◆ Dataset entries
◇ ◇ ◇ ◇ ◇ ◇ ◇

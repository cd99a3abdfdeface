//! Form lifecycle: draft creation, progress, submission and admin review.

use chrono::{DateTime, Utc};
use rusqlite::{Connection, OptionalExtension, Row, params};

use taxform_types::{AdminId, FilingId, Form, FormId, FormStatus, StepId, UserId};

use crate::engine::{now, parse_column, parse_optional};
use crate::guard::{self, FormField};
use crate::notify::FormEvent;
use crate::{EngineError, EntityRef, FormEngine};

const FORM_COLUMNS: &str = "id, filing_id, user_id, status, is_locked, completion_percentage,
    last_saved_step_id, submitted_at, reviewed_by, reviewed_at, review_notes, created_at, updated_at";

/// Raw `forms` row before domain decoding.
struct FormRow {
    id: String,
    filing_id: String,
    user_id: String,
    status: String,
    is_locked: bool,
    completion_percentage: i64,
    last_saved_step_id: Option<String>,
    submitted_at: Option<DateTime<Utc>>,
    reviewed_by: Option<String>,
    reviewed_at: Option<DateTime<Utc>>,
    review_notes: Option<String>,
    created_at: DateTime<Utc>,
    updated_at: DateTime<Utc>,
}

impl FormRow {
    fn from_row(row: &Row<'_>) -> rusqlite::Result<Self> {
        Ok(Self {
            id: row.get(0)?,
            filing_id: row.get(1)?,
            user_id: row.get(2)?,
            status: row.get(3)?,
            is_locked: row.get(4)?,
            completion_percentage: row.get(5)?,
            last_saved_step_id: row.get(6)?,
            submitted_at: row.get(7)?,
            reviewed_by: row.get(8)?,
            reviewed_at: row.get(9)?,
            review_notes: row.get(10)?,
            created_at: row.get(11)?,
            updated_at: row.get(12)?,
        })
    }

    fn into_form(self) -> Result<Form, EngineError> {
        let completion_percentage = u8::try_from(self.completion_percentage)
            .ok()
            .filter(|pct| *pct <= 100)
            .ok_or_else(|| {
                EngineError::invariant(format!(
                    "form {} has completion_percentage {}",
                    self.id, self.completion_percentage
                ))
            })?;
        let form = Form {
            id: parse_column("forms.id", &self.id)?,
            filing_id: parse_column("forms.filing_id", &self.filing_id)?,
            user_id: parse_column("forms.user_id", &self.user_id)?,
            status: parse_column("forms.status", &self.status)?,
            is_locked: self.is_locked,
            completion_percentage,
            last_saved_step_id: parse_optional("forms.last_saved_step_id", self.last_saved_step_id)?,
            submitted_at: self.submitted_at,
            reviewed_by: parse_optional("forms.reviewed_by", self.reviewed_by)?,
            reviewed_at: self.reviewed_at,
            review_notes: self.review_notes,
            created_at: self.created_at,
            updated_at: self.updated_at,
        };
        if !form.lock_consistent() {
            return Err(EngineError::invariant(format!(
                "form {} has status {} but is_locked = {}",
                form.id, form.status, form.is_locked
            )));
        }
        Ok(form)
    }
}

pub(crate) fn load_form(db: &Connection, form_id: &FormId) -> Result<Form, EngineError> {
    let row = db
        .query_row(
            &format!("SELECT {FORM_COLUMNS} FROM forms WHERE id = ?1"),
            [form_id.to_string()],
            FormRow::from_row,
        )
        .optional()?;
    row.ok_or(EngineError::NotFound(EntityRef::Form(*form_id)))?
        .into_form()
}

fn find_form_by_filing(db: &Connection, filing_id: &FilingId) -> Result<Option<Form>, EngineError> {
    db.query_row(
        &format!("SELECT {FORM_COLUMNS} FROM forms WHERE filing_id = ?1"),
        [filing_id.as_str()],
        FormRow::from_row,
    )
    .optional()?
    .map(FormRow::into_form)
    .transpose()
}

impl FormEngine {
    /// Create the draft form for a filing. At most one form exists per filing.
    pub fn create_form(&self, filing_id: &FilingId, user_id: &UserId) -> Result<Form, EngineError> {
        let form = self.write(|tx| {
            if find_form_by_filing(tx, filing_id)?.is_some() {
                return Err(EngineError::AlreadyExists(EntityRef::Filing(
                    filing_id.clone(),
                )));
            }
            let id = FormId::generate();
            let at = now();
            tx.execute(
                "INSERT INTO forms (id, filing_id, user_id, status, is_locked, completion_percentage, created_at, updated_at)
                 VALUES (?1, ?2, ?3, ?4, 0, 0, ?5, ?5)",
                params![
                    id.to_string(),
                    filing_id.as_str(),
                    user_id.as_str(),
                    FormStatus::Draft.as_str(),
                    at
                ],
            )?;
            load_form(tx, &id)
        })?;
        tracing::info!(form_id = %form.id, filing_id = %filing_id, user_id = %user_id, "Form created");
        Ok(form)
    }

    pub fn get_form(&self, form_id: &FormId) -> Result<Form, EngineError> {
        self.read("get_form", |db| load_form(db, form_id))
    }

    pub fn get_form_by_filing(&self, filing_id: &FilingId) -> Result<Form, EngineError> {
        self.read("get_form_by_filing", |db| {
            find_form_by_filing(db, filing_id)?
                .ok_or_else(|| EngineError::NotFound(EntityRef::Filing(filing_id.clone())))
        })
    }

    /// All forms owned by a user, oldest first.
    pub fn list_forms_for_user(&self, user_id: &UserId) -> Result<Vec<Form>, EngineError> {
        self.read("list_forms_for_user", |db| {
            let mut stmt = db.prepare(&format!(
                "SELECT {FORM_COLUMNS} FROM forms WHERE user_id = ?1 ORDER BY created_at, id"
            ))?;
            let rows = stmt.query_map([user_id.as_str()], FormRow::from_row)?;
            let mut forms = Vec::new();
            for row in rows {
                forms.push(row?.into_form()?);
            }
            Ok(forms)
        })
    }

    /// Record the caller-computed completion and, optionally, the last saved
    /// step. Only allowed while the form is a draft.
    pub fn update_progress(
        &self,
        form_id: &FormId,
        percentage: u8,
        last_step_id: Option<&StepId>,
    ) -> Result<Form, EngineError> {
        if percentage > 100 {
            return Err(EngineError::InvalidInput(format!(
                "completion percentage must be between 0 and 100 (got {percentage})"
            )));
        }
        self.write(|tx| {
            let lock = guard::form_lock(tx, form_id)?;
            lock.permit(&[FormField::CompletionPercentage, FormField::LastSavedStepId])?;
            tx.execute(
                "UPDATE forms
                 SET completion_percentage = ?2,
                     last_saved_step_id = COALESCE(?3, last_saved_step_id),
                     updated_at = ?4
                 WHERE id = ?1",
                params![
                    form_id.to_string(),
                    percentage,
                    last_step_id.map(StepId::as_str),
                    now()
                ],
            )?;
            load_form(tx, form_id)
        })
    }

    /// `draft → submitted`, locking the form and its answers for good.
    ///
    /// Not idempotent: a second submit fails with `InvalidTransition`, and it
    /// is never retried automatically.
    pub fn submit(&self, form_id: &FormId) -> Result<Form, EngineError> {
        let form = self.write(|tx| {
            let lock = guard::form_lock(tx, form_id)?;
            let next = lock.status.submit()?;
            lock.permit(&[
                FormField::Status,
                FormField::IsLocked,
                FormField::SubmittedAt,
            ])?;
            let at = now();
            let changed = tx.execute(
                "UPDATE forms
                 SET status = ?2, is_locked = 1, submitted_at = ?3, updated_at = ?3
                 WHERE id = ?1 AND status = 'draft'",
                params![form_id.to_string(), next.as_str(), at],
            )?;
            if changed != 1 {
                return Err(EngineError::invariant(format!(
                    "submit of form {form_id} matched {changed} draft rows"
                )));
            }
            load_form(tx, form_id)
        })?;
        tracing::info!(form_id = %form.id, filing_id = %form.filing_id, "Form submitted");
        self.emit(FormEvent::FormSubmitted {
            form_id: form.id,
            filing_id: form.filing_id.clone(),
        });
        Ok(form)
    }

    /// Administrative status change on a submitted form. Touches only the
    /// review fields; the lock stays on.
    pub fn review(
        &self,
        form_id: &FormId,
        admin_id: &AdminId,
        new_status: FormStatus,
        notes: Option<&str>,
    ) -> Result<Form, EngineError> {
        let form = self.write(|tx| {
            let lock = guard::form_lock(tx, form_id)?;
            let next = lock.status.review(new_status)?;
            lock.permit(FormField::REVIEW_FIELDS)?;
            tx.execute(
                "UPDATE forms
                 SET status = ?2, reviewed_by = ?3, reviewed_at = ?4, review_notes = ?5, updated_at = ?4
                 WHERE id = ?1",
                params![
                    form_id.to_string(),
                    next.as_str(),
                    admin_id.as_str(),
                    now(),
                    notes
                ],
            )?;
            load_form(tx, form_id)
        })?;
        tracing::info!(
            form_id = %form.id,
            admin_id = %admin_id,
            status = %form.status,
            "Form reviewed"
        );
        self.emit(FormEvent::FormReviewed {
            form_id: form.id,
            admin_id: admin_id.clone(),
            status: form.status,
        });
        Ok(form)
    }

    /// Cascade from deleting the parent filing: removes the form with its
    /// answers and section rows, and detaches any bound documents.
    pub fn delete_filing(&self, filing_id: &FilingId) -> Result<FormId, EngineError> {
        let form_id = self.write(|tx| {
            let form = find_form_by_filing(tx, filing_id)?
                .ok_or_else(|| EngineError::NotFound(EntityRef::Filing(filing_id.clone())))?;
            tx.execute("DELETE FROM forms WHERE id = ?1", [form.id.to_string()])?;
            Ok(form.id)
        })?;
        tracing::info!(form_id = %form_id, filing_id = %filing_id, "Form deleted with its filing");
        Ok(form_id)
    }
}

◇ ◇ ◇ ◇ ◇ ◇ ◇

◆ INSTRUCTIONS FOR THE TASK
Only the count belongs in your answer, so please work out how many lines of the data contain "FormEvent".

◆ SOLVED EXERCISE
3